Paul stopped in his walk and stood regarding him. But he did not make an answer to that. "If you don't guess, what happens then?"

Manning smiled languidly. "Well, you don't guess, that's all. It's quite simple. Perhaps there is a god; perhaps He is all that is said about Him. Perhaps.... Only we are reasonable men and we have to go upon facts, and the facts are that there is no trace of Him."

"Unless very existence is a sign—the fact that things are," said Paul, catching at a straw.

"Oh, very well, have it if you will. But of what or of whom is existence a sign? I know it's sentimental twaddle to talk of the cruelty and so on of Nature, and I won't. But you know and I know there are laws, and what sort of laws? To what sort of mind can you argue from Nature's laws? Think."
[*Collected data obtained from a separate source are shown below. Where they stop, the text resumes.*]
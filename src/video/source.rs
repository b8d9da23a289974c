use anyhow::{anyhow, Result};
use opencv::{prelude::*, videoio};
use std::path::Path;

use super::{FrameSource, VideoProps};

/// Frame source backed by an OpenCV `VideoCapture`.
pub struct VideoSource {
    capture: videoio::VideoCapture,
    props: VideoProps,
}

impl VideoSource {
    pub fn open(path: &Path) -> Result<Self> {
        let path_str = path.to_string_lossy();

        // CAP_ANY lets OpenCV pick the platform backend
        // (AVFoundation / Media Foundation / V4L2-GStreamer)
        let capture = videoio::VideoCapture::from_file(path_str.as_ref(), videoio::CAP_ANY)?;

        if !capture.is_opened()? {
            crate::utils::logger::error(&format!("failed to open video: {}", path.display()));
            return Err(anyhow!("could not open video file: {}", path.display()));
        }

        let fps = capture.get(videoio::CAP_PROP_FPS)?;
        let width = capture.get(videoio::CAP_PROP_FRAME_WIDTH)? as u32;
        let height = capture.get(videoio::CAP_PROP_FRAME_HEIGHT)? as u32;
        let frame_count = capture.get(videoio::CAP_PROP_FRAME_COUNT)? as i64;

        crate::utils::logger::debug(&format!(
            "opened {}: {}x{} @ {:.3} fps, header claims {} frames",
            path.display(),
            width,
            height,
            fps,
            frame_count
        ));

        Ok(Self {
            capture,
            props: VideoProps {
                width,
                height,
                fps,
                frame_count,
            },
        })
    }

    pub fn release(&mut self) -> Result<()> {
        self.capture.release()?;
        Ok(())
    }
}

impl FrameSource for VideoSource {
    fn props(&self) -> VideoProps {
        self.props
    }

    fn next_frame(&mut self) -> Result<Option<Mat>> {
        let mut frame = Mat::default();
        if !self.capture.read(&mut frame)? {
            return Ok(None); // EOF
        }
        if frame.empty() {
            return Ok(None);
        }
        Ok(Some(frame))
    }
}
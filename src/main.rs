use std::process::ExitCode;

use clap::Parser;
use eframe::egui;

use pixelpad::app::PixelPadApp;
use pixelpad::canvas::BLOCK_SIZE;
use pixelpad::cli::CliArgs;
use pixelpad::coords::window_size;
use pixelpad::io::BmpFile;
use pixelpad::project::EditorState;
use pixelpad::settings::EditorSettings;
use pixelpad::{log_err, log_info, logger};

fn main() -> ExitCode {
    let args = CliArgs::parse();
    if let Err(e) = args.validate() {
        eprintln!("error: {}", e);
        return ExitCode::FAILURE;
    }

    // Initialize session log (overwrites previous session log)
    logger::init();
    logger::set_echo(args.verbose);

    let settings = EditorSettings::load();

    // A file that exists but cannot be read must stop us before anything is written.
    let store = BmpFile::new(args.file.clone());
    let loaded = match store.load() {
        Ok(loaded) => loaded,
        Err(e) => {
            log_err!("Cannot open {}: {}", args.file.display(), e);
            eprintln!("error: cannot open '{}': {}", args.file.display(), e);
            return ExitCode::FAILURE;
        }
    };

    let (width, height) = args.initial_size(&settings);
    let editor = EditorState::open(store, loaded, BLOCK_SIZE, width, height);
    let size = window_size(editor.canvas(), editor.block());
    log_info!(
        "Editing {} ({}x{} cells, window {}x{})",
        args.file.display(),
        editor.canvas().width(),
        editor.canvas().height(),
        size.width,
        size.height
    );

    let options = eframe::NativeOptions {
        viewport: egui::ViewportBuilder::default()
            .with_inner_size([size.width, size.height])
            .with_resizable(false)
            .with_title(format!("PixelPad - {}", editor.display_title())),
        ..Default::default()
    };

    match eframe::run_native(
        "PixelPad",
        options,
        Box::new(move |_cc| Box::new(PixelPadApp::new(editor, settings))),
    ) {
        Ok(()) => ExitCode::SUCCESS,
        Err(e) => {
            log_err!("Window system error: {}", e);
            eprintln!("error: {}", e);
            ExitCode::FAILURE
        }
    }
}
//! PixelPad — a black-and-white pixel-art editor whose canvas lives in a BMP file.
//!
//! Each canvas cell is stored on disk as a block of identical pixels
//! ([`canvas::BLOCK_SIZE`]). Edits are flushed back to the file shortly
//! after painting stops ([`persistence::FLUSH_THRESHOLD_SECS`]).

#[macro_use]
pub mod logger;
pub mod app;
pub mod canvas;
pub mod cli;
pub mod color;
pub mod coords;
pub mod io;
pub mod persistence;
pub mod project;
pub mod settings;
Paul thought. He thought of the regularity and beauty of ice-crystals which no one can see without a microscope. Why always regular? Why beautiful? He thought of the evolution and the extinction of the dinosaur, the pterodactyl and the rest. Why? Necessary? Useful? "Did the hand, then, of the Potter shake?" He thought of the laws that calmly allow men and women to bring forth congenital idiots or children loathsomely diseased in body or in soul. Laws! He flamed suddenly with rage. "The mind of a devil!" he cried.
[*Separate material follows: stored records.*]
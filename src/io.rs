use image::codecs::bmp::BmpEncoder;
use image::{ImageError, ImageFormat, Rgba, RgbaImage};
use std::fs;
use std::path::{Path, PathBuf};

use crate::canvas::{BLOCK_SIZE, BlockSize, Canvas, cell_count};
use crate::color::{Color, decode_pixels, encode_channel};

// ============================================================================
// ERRORS
// ============================================================================

/// Error type for canvas save/load operations
#[derive(Debug)]
pub enum CanvasIoError {
    Io(std::io::Error),
    Image(ImageError),
    /// Packed RGBA stream whose length is not a multiple of 4.
    MalformedStream { len: usize },
    /// Pixel count does not match the declared image dimensions.
    SizeMismatch { expected: usize, actual: usize },
    /// Image smaller than a single block on at least one axis.
    TooSmall { width: u32, height: u32, block: BlockSize },
}

impl std::fmt::Display for CanvasIoError {
    fn fmt(&self, f: &mut std::fmt::Formatter<'_>) -> std::fmt::Result {
        match self {
            CanvasIoError::Io(e) => write!(f, "IO error: {}", e),
            CanvasIoError::Image(e) => write!(f, "Image error: {}", e),
            CanvasIoError::MalformedStream { len } => {
                write!(f, "Malformed pixel stream: {} bytes is not a whole number of RGBA pixels", len)
            }
            CanvasIoError::SizeMismatch { expected, actual } => {
                write!(f, "Pixel count mismatch: expected {}, got {}", expected, actual)
            }
            CanvasIoError::TooSmall { width, height, block } => write!(
                f,
                "Image {}x{} is smaller than one {}x{} block",
                width, height, block.width, block.height
            ),
        }
    }
}

impl std::error::Error for CanvasIoError {
    fn source(&self) -> Option<&(dyn std::error::Error + 'static)> {
        match self {
            CanvasIoError::Io(e) => Some(e),
            CanvasIoError::Image(e) => Some(e),
            _ => None,
        }
    }
}

impl From<std::io::Error> for CanvasIoError {
    fn from(e: std::io::Error) -> Self {
        CanvasIoError::Io(e)
    }
}

impl From<ImageError> for CanvasIoError {
    fn from(e: ImageError) -> Self {
        CanvasIoError::Image(e)
    }
}

// ============================================================================
// ENCODE — canvas → full-resolution bitmap
// ============================================================================

/// Expand every cell into a `block` of identical physical pixels.
pub fn encode_image(canvas: &Canvas, block: BlockSize) -> RgbaImage {
    RgbaImage::from_fn(
        canvas.width() * block.width,
        canvas.height() * block.height,
        |x, y| Rgba(encode_channel(canvas.get(x / block.width, y / block.height))),
    )
}

/// Encode the canvas as an uncompressed 32-bit RGBA BMP file image.
pub fn encode_bmp(canvas: &Canvas, block: BlockSize) -> Result<Vec<u8>, CanvasIoError> {
    let image = encode_image(canvas, block);
    let mut bytes = Vec::new();
    let mut encoder = BmpEncoder::new(&mut bytes);
    encoder.encode(
        image.as_raw(),
        image.width(),
        image.height(),
        image::ColorType::Rgba8,
    )?;
    Ok(bytes)
}

// ============================================================================
// DECODE — full-resolution bitmap → canvas
// ============================================================================

/// Running per-channel sum over one block.
///
/// Decoded channels are `f32` values that are multiples of 2^-31 once
/// non-zero, so an `f64` sum over any block below 2^21 pixels is exact and
/// independent of traversal order.
#[derive(Default)]
struct ChannelSum {
    sum: [f64; 4],
    count: u32,
}

impl ChannelSum {
    fn add(&mut self, c: Color) {
        for (s, v) in self.sum.iter_mut().zip(c.to_array()) {
            *s += v as f64;
        }
        self.count += 1;
    }

    fn mean(&self) -> Color {
        let n = self.count.max(1) as f64;
        Color::from_array(self.sum.map(|s| (s / n) as f32))
    }
}

/// Decode a raw, row-major RGBA buffer of `width × height` physical pixels.
///
/// Each cell is the mean of its block in decoded color space. Edge pixels that
/// do not fill a whole block are dropped with a warning.
pub fn decode_rgba(
    width: u32,
    height: u32,
    raw: &[u8],
    block: BlockSize,
) -> Result<Canvas, CanvasIoError> {
    let pixels = decode_pixels(raw)?;
    let expected = cell_count(width, height);
    if pixels.len() != expected {
        return Err(CanvasIoError::SizeMismatch {
            expected,
            actual: pixels.len(),
        });
    }

    if width % block.width != 0 || height % block.height != 0 {
        log_warn!(
            "Image {}x{} is not a multiple of the {}x{} block size; trailing pixels ignored",
            width,
            height,
            block.width,
            block.height
        );
    }

    let cols = width / block.width;
    let rows = height / block.height;
    if cols == 0 || rows == 0 {
        return Err(CanvasIoError::TooSmall { width, height, block });
    }

    let mut cells = Vec::with_capacity(cell_count(cols, rows));
    for j in 0..rows {
        for i in 0..cols {
            let mut acc = ChannelSum::default();
            for y in j * block.height..(j + 1) * block.height {
                let row = (y as usize) * (width as usize);
                for x in i * block.width..(i + 1) * block.width {
                    acc.add(pixels[row + x as usize]);
                }
            }
            cells.push(acc.mean());
        }
    }

    let actual = cells.len();
    Canvas::from_cells(cols, rows, cells).ok_or(CanvasIoError::SizeMismatch {
        expected: cell_count(cols, rows),
        actual,
    })
}

/// Decode an already-parsed RGBA image.
pub fn decode_image(image: &RgbaImage, block: BlockSize) -> Result<Canvas, CanvasIoError> {
    decode_rgba(image.width(), image.height(), image.as_raw(), block)
}

/// Parse BMP file bytes and decode them into a canvas.
pub fn decode_bmp(bytes: &[u8], block: BlockSize) -> Result<Canvas, CanvasIoError> {
    let image = image::load_from_memory_with_format(bytes, ImageFormat::Bmp)?.to_rgba8();
    decode_image(&image, block)
}

// ============================================================================
// FILES
// ============================================================================

/// Load a canvas from `path`.
///
/// A missing file is `Ok(None)`; the caller substitutes a default canvas.
/// Every other failure is an error.
pub fn load_canvas(path: &Path, block: BlockSize) -> Result<Option<Canvas>, CanvasIoError> {
    let bytes = match fs::read(path) {
        Ok(bytes) => bytes,
        Err(e) if e.kind() == std::io::ErrorKind::NotFound => {
            log_info!("No file at {}, starting a new canvas", path.display());
            return Ok(None);
        }
        Err(e) => return Err(e.into()),
    };
    let canvas = decode_bmp(&bytes, block)?;
    log_info!(
        "Loaded {} ({}x{} cells)",
        path.display(),
        canvas.width(),
        canvas.height()
    );
    Ok(Some(canvas))
}

/// Encode and write the canvas to `path`.
///
/// The file is written next to the target and renamed over it, so the old
/// contents stay intact if anything fails.
pub fn save_canvas(path: &Path, canvas: &Canvas, block: BlockSize) -> Result<(), CanvasIoError> {
    let bytes = encode_bmp(canvas, block)?;
    let tmp = temp_path(path);
    fs::write(&tmp, &bytes)?;
    if let Err(e) = fs::rename(&tmp, path) {
        let _ = fs::remove_file(&tmp);
        return Err(e.into());
    }
    Ok(())
}

fn temp_path(path: &Path) -> PathBuf {
    let mut name = path.file_name().unwrap_or_default().to_os_string();
    name.push(".tmp");
    path.with_file_name(name)
}

// ============================================================================
// CANVAS STORE
// ============================================================================

/// Destination a canvas is flushed to.
pub trait CanvasStore {
    fn save(&mut self, canvas: &Canvas) -> Result<(), CanvasIoError>;

    /// Short human-readable name (window title, log lines).
    fn label(&self) -> String;
}

/// BMP file on disk.
#[derive(Clone, Debug)]
pub struct BmpFile {
    path: PathBuf,
    block: BlockSize,
}

impl BmpFile {
    pub fn new(path: PathBuf) -> Self {
        Self::with_block(path, BLOCK_SIZE)
    }

    pub fn with_block(path: PathBuf, block: BlockSize) -> Self {
        Self { path, block }
    }

    pub fn block(&self) -> BlockSize {
        self.block
    }

    pub fn load(&self) -> Result<Option<Canvas>, CanvasIoError> {
        load_canvas(&self.path, self.block)
    }
}

impl CanvasStore for BmpFile {
    fn save(&mut self, canvas: &Canvas) -> Result<(), CanvasIoError> {
        save_canvas(&self.path, canvas, self.block)
    }

    fn label(&self) -> String {
        self.path
            .file_name()
            .map(|s| s.to_string_lossy().to_string())
            .unwrap_or_else(|| "Unknown".to_string())
    }
}
// ============================================================================
// PERSISTENCE — debounced flush of a dirty canvas
// ============================================================================

/// Seconds a change may sit unsaved before the next tick flushes it.
pub const FLUSH_THRESHOLD_SECS: f32 = 0.3;

/// While a flush keeps failing, only every Nth failure after the first is logged.
pub const FAILURE_LOG_INTERVAL: u32 = 60;

#[derive(Clone, Copy, Debug, PartialEq)]
pub enum PersistState {
    Clean,
    Dirty { since_flush: f32 },
}

/// What a single [`PersistenceController::tick`] did.
#[derive(Clone, Copy, Debug, PartialEq, Eq)]
pub enum TickOutcome {
    /// Nothing to save.
    Idle,
    /// Dirty, threshold not crossed yet.
    Pending,
    /// Flush succeeded; now clean.
    Flushed,
    /// Flush failed; still dirty and retried on the next tick.
    FlushFailed,
}

/// Dirty/clean state machine with a time accumulator.
#[derive(Debug)]
pub struct PersistenceController {
    state: PersistState,
    threshold: f32,
    consecutive_failures: u32,
    failure_warnings: u32,
}

impl Default for PersistenceController {
    fn default() -> Self {
        Self::new(FLUSH_THRESHOLD_SECS)
    }
}

impl PersistenceController {
    pub fn new(threshold: f32) -> Self {
        Self {
            state: PersistState::Clean,
            threshold,
            consecutive_failures: 0,
            failure_warnings: 0,
        }
    }

    pub fn state(&self) -> PersistState {
        self.state
    }

    pub fn is_dirty(&self) -> bool {
        matches!(self.state, PersistState::Dirty { .. })
    }

    /// Seconds accumulated since the canvas became dirty (0 when clean).
    pub fn time_since_flush(&self) -> f32 {
        match self.state {
            PersistState::Clean => 0.0,
            PersistState::Dirty { since_flush } => since_flush,
        }
    }

    pub fn consecutive_failures(&self) -> u32 {
        self.consecutive_failures
    }

    /// Warnings logged for the current run of failures.
    pub fn failure_warnings(&self) -> u32 {
        self.failure_warnings
    }

    /// Record a change. An already-dirty accumulator keeps running.
    pub fn mark_dirty(&mut self) {
        if self.state == PersistState::Clean {
            self.state = PersistState::Dirty { since_flush: 0.0 };
        }
    }

    /// Advance by `dt` seconds, running `flush` once the threshold is exceeded.
    pub fn tick<E, F>(&mut self, dt: f32, flush: F) -> TickOutcome
    where
        E: std::fmt::Display,
        F: FnOnce() -> Result<(), E>,
    {
        let PersistState::Dirty { since_flush } = self.state else {
            return TickOutcome::Idle;
        };
        let elapsed = since_flush + dt.max(0.0);
        if elapsed <= self.threshold {
            self.state = PersistState::Dirty { since_flush: elapsed };
            return TickOutcome::Pending;
        }

        self.run_flush(elapsed, flush)
    }

    /// Flush immediately if dirty, ignoring the threshold.
    pub fn flush_now<E, F>(&mut self, flush: F) -> TickOutcome
    where
        E: std::fmt::Display,
        F: FnOnce() -> Result<(), E>,
    {
        let elapsed = self.time_since_flush();
        if !self.is_dirty() {
            return TickOutcome::Idle;
        }
        self.run_flush(elapsed, flush)
    }

    fn run_flush<E, F>(&mut self, elapsed: f32, flush: F) -> TickOutcome
    where
        E: std::fmt::Display,
        F: FnOnce() -> Result<(), E>,
    {
        match flush() {
            Ok(()) => {
                if self.consecutive_failures > 0 {
                    log_info!(
                        "Flush recovered after {} failed attempt(s)",
                        self.consecutive_failures
                    );
                }
                self.consecutive_failures = 0;
                self.failure_warnings = 0;
                self.state = PersistState::Clean;
                TickOutcome::Flushed
            }
            Err(e) => {
                self.consecutive_failures += 1;
                if should_log_failure(self.consecutive_failures) {
                    self.failure_warnings += 1;
                    log_warn!(
                        "Flush failed (attempt {}), will retry: {}",
                        self.consecutive_failures,
                        e
                    );
                }
                self.state = PersistState::Dirty { since_flush: elapsed };
                TickOutcome::FlushFailed
            }
        }
    }
}

/// First failure, then every [`FAILURE_LOG_INTERVAL`]th one.
fn should_log_failure(attempt: u32) -> bool {
    attempt == 1 || attempt % FAILURE_LOG_INTERVAL == 0
}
"Rubbish," retorted Manning. "Good heavens, Paul, pull yourself together! But there, I suppose it takes time."

"An idiot, then."

"Oh, chuck it. I've some work to do. Go and read Tennyson."

"Well, what other sort of personality could it be?"
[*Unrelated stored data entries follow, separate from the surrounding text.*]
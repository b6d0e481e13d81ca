use crate::color::{Color, encode_channel};
use crate::coords::{WindowPoint, cell_to_window, physical_canvas_extent};
use crate::io::BmpFile;
use crate::persistence::TickOutcome;
use crate::project::{CanvasView, EditorState, PRIMARY_COLOR, PaintEvent, SECONDARY_COLOR, TickEvent};
use crate::settings::EditorSettings;
use eframe::egui;
use egui::{Color32, Pos2, Rect, Stroke, Vec2};

const BACKGROUND: Color32 = Color32::from_gray(96);
const GRID_STROKE: Color32 = Color32::from_gray(160);
const SWATCH_SIZE: f32 = 12.0;

fn to_color32(c: Color) -> Color32 {
    let [r, g, b, a] = encode_channel(c);
    Color32::from_rgba_unmultiplied(r, g, b, a)
}

// ============================================================================
// APP — eframe shell around a single EditorState
// ============================================================================

pub struct PixelPadApp {
    editor: EditorState<BmpFile>,
    settings: EditorSettings,
    /// Set while the most recent flush attempt failed.
    save_failed: bool,
    last_title: String,
}

impl PixelPadApp {
    pub fn new(editor: EditorState<BmpFile>, settings: EditorSettings) -> Self {
        Self {
            editor,
            settings,
            save_failed: false,
            last_title: String::new(),
        }
    }

    /// Translate this frame's pointer state into at most one paint event.
    fn paint_event(ctx: &egui::Context, origin: Pos2) -> Option<PaintEvent> {
        let (pos, primary, secondary) = ctx.input(|i| {
            (
                i.pointer.interact_pos(),
                i.pointer.primary_down(),
                i.pointer.secondary_down(),
            )
        });
        if !primary && !secondary {
            return None;
        }
        let pos = pos?;
        Some(PaintEvent {
            point: WindowPoint::new(pos.x - origin.x, pos.y - origin.y),
            use_secondary_color: !primary,
        })
    }

    fn record_outcome(&mut self, outcome: TickOutcome) {
        match outcome {
            TickOutcome::Flushed => self.save_failed = false,
            TickOutcome::FlushFailed => self.save_failed = true,
            TickOutcome::Idle | TickOutcome::Pending => {}
        }
    }

    fn title(&self) -> String {
        let base = format!("PixelPad - {}", self.editor.display_title());
        if self.save_failed {
            format!("{} (save failed)", base)
        } else {
            base
        }
    }

    fn draw(&self, painter: &egui::Painter, origin: Pos2, panel: Rect) {
        let CanvasView { canvas, block } = self.editor.view();
        let extent = physical_canvas_extent(canvas, block);
        let cell_size = Vec2::new(block.width as f32, block.height as f32);

        for (i, j, color) in canvas.iter_cells() {
            let center = cell_to_window(extent, block, (i, j));
            let rect = Rect::from_center_size(origin + Vec2::new(center.x, center.y), cell_size);
            painter.rect_filled(rect, 0.0, to_color32(color));
            if self.settings.show_grid {
                painter.rect_stroke(rect, 0.0, Stroke::new(0.5, GRID_STROKE));
            }
        }

        // Decorative palette: the two paint colors in the bottom-left padding.
        let base = panel.left_bottom() + Vec2::new(4.0, -4.0 - SWATCH_SIZE);
        for (n, color) in [PRIMARY_COLOR, SECONDARY_COLOR].into_iter().enumerate() {
            let min = base + Vec2::new(n as f32 * (SWATCH_SIZE + 4.0), 0.0);
            let rect = Rect::from_min_size(min, Vec2::splat(SWATCH_SIZE));
            painter.rect_filled(rect, 2.0, to_color32(color));
            painter.rect_stroke(rect, 2.0, Stroke::new(1.0, GRID_STROKE));
        }
    }
}

impl eframe::App for PixelPadApp {
    fn update(&mut self, ctx: &egui::Context, _frame: &mut eframe::Frame) {
        // --- Final best-effort save when the window closes ---
        if ctx.input(|i| i.viewport().close_requested()) {
            let outcome = self.editor.flush_now();
            if outcome == TickOutcome::FlushFailed {
                log_err!("Unsaved changes lost on exit: {}", self.editor.name);
            }
        }

        let dt = ctx.input(|i| i.stable_dt);

        egui::CentralPanel::default()
            .frame(egui::Frame::none().fill(BACKGROUND))
            .show(ctx, |ui| {
                let panel = ui.max_rect();
                let origin = panel.center();

                // Events are applied in delivery order: paint first, then the tick.
                if let Some(event) = Self::paint_event(ctx, origin) {
                    self.editor.handle_paint(event);
                }
                let outcome = self.editor.handle_tick(TickEvent { elapsed_seconds: dt });
                self.record_outcome(outcome);

                self.draw(ui.painter(), origin, panel);
            });

        let title = self.title();
        if title != self.last_title {
            ctx.send_viewport_cmd(egui::ViewportCommand::Title(title.clone()));
            self.last_title = title;
        }

        // Keep frames (and therefore ticks) coming until the canvas is saved.
        if self.editor.is_dirty() {
            ctx.request_repaint();
        }
    }
}
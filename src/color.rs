// ============================================================================
// COLOR — normalized RGBA value and its 4-byte on-disk encoding
// ============================================================================

use crate::io::CanvasIoError;

/// Bytes per encoded pixel (R, G, B, A).
pub const BYTES_PER_PIXEL: usize = 4;

/// A single logical pixel color. Channels are nominally in `[0.0, 1.0]`.
#[derive(Clone, Copy, Debug, PartialEq)]
pub struct Color {
    pub r: f32,
    pub g: f32,
    pub b: f32,
    pub a: f32,
}

impl Color {
    pub const WHITE: Color = Color::new(1.0, 1.0, 1.0, 1.0);
    pub const BLACK: Color = Color::new(0.0, 0.0, 0.0, 1.0);

    pub const fn new(r: f32, g: f32, b: f32, a: f32) -> Self {
        Self { r, g, b, a }
    }

    pub fn to_array(self) -> [f32; 4] {
        [self.r, self.g, self.b, self.a]
    }

    pub fn from_array(c: [f32; 4]) -> Self {
        Self::new(c[0], c[1], c[2], c[3])
    }
}

impl Default for Color {
    fn default() -> Self {
        Color::WHITE
    }
}

/// Encode a color as `[r, g, b, a]` bytes.
///
/// Each channel is clamped to `[0, 1]` and then truncated: `floor(x * 255)`.
/// Averaged colors can land a hair outside the unit range, hence the clamp.
pub fn encode_channel(c: Color) -> [u8; 4] {
    c.to_array().map(|x| (x.clamp(0.0, 1.0) * 255.0).floor() as u8)
}

/// Decode `[r, g, b, a]` bytes into a color (`b / 255.0` per channel).
pub fn decode_channel(bytes: [u8; 4]) -> Color {
    Color::from_array(bytes.map(|b| b as f32 / 255.0))
}

/// Decode a packed RGBA byte stream.
pub fn decode_pixels(bytes: &[u8]) -> Result<Vec<Color>, CanvasIoError> {
    if bytes.len() % BYTES_PER_PIXEL != 0 {
        return Err(CanvasIoError::MalformedStream { len: bytes.len() });
    }
    Ok(bytes
        .chunks_exact(BYTES_PER_PIXEL)
        .map(|px| decode_channel([px[0], px[1], px[2], px[3]]))
        .collect())
}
"You dear old ass, there's NO personality in it at all. That's the whole argument. You will guess. Talk about the high hills! You go skipping on from point to point—in imagination. Existence exists so far as we can tell. Relatively to us it exists, anyway. But that is the end of the argument. You can go no further. Nothing imaginable can have created it—nothing—nothing." And forgetting Tennyson, he pushed his arm through Paul's and led him out into the garden.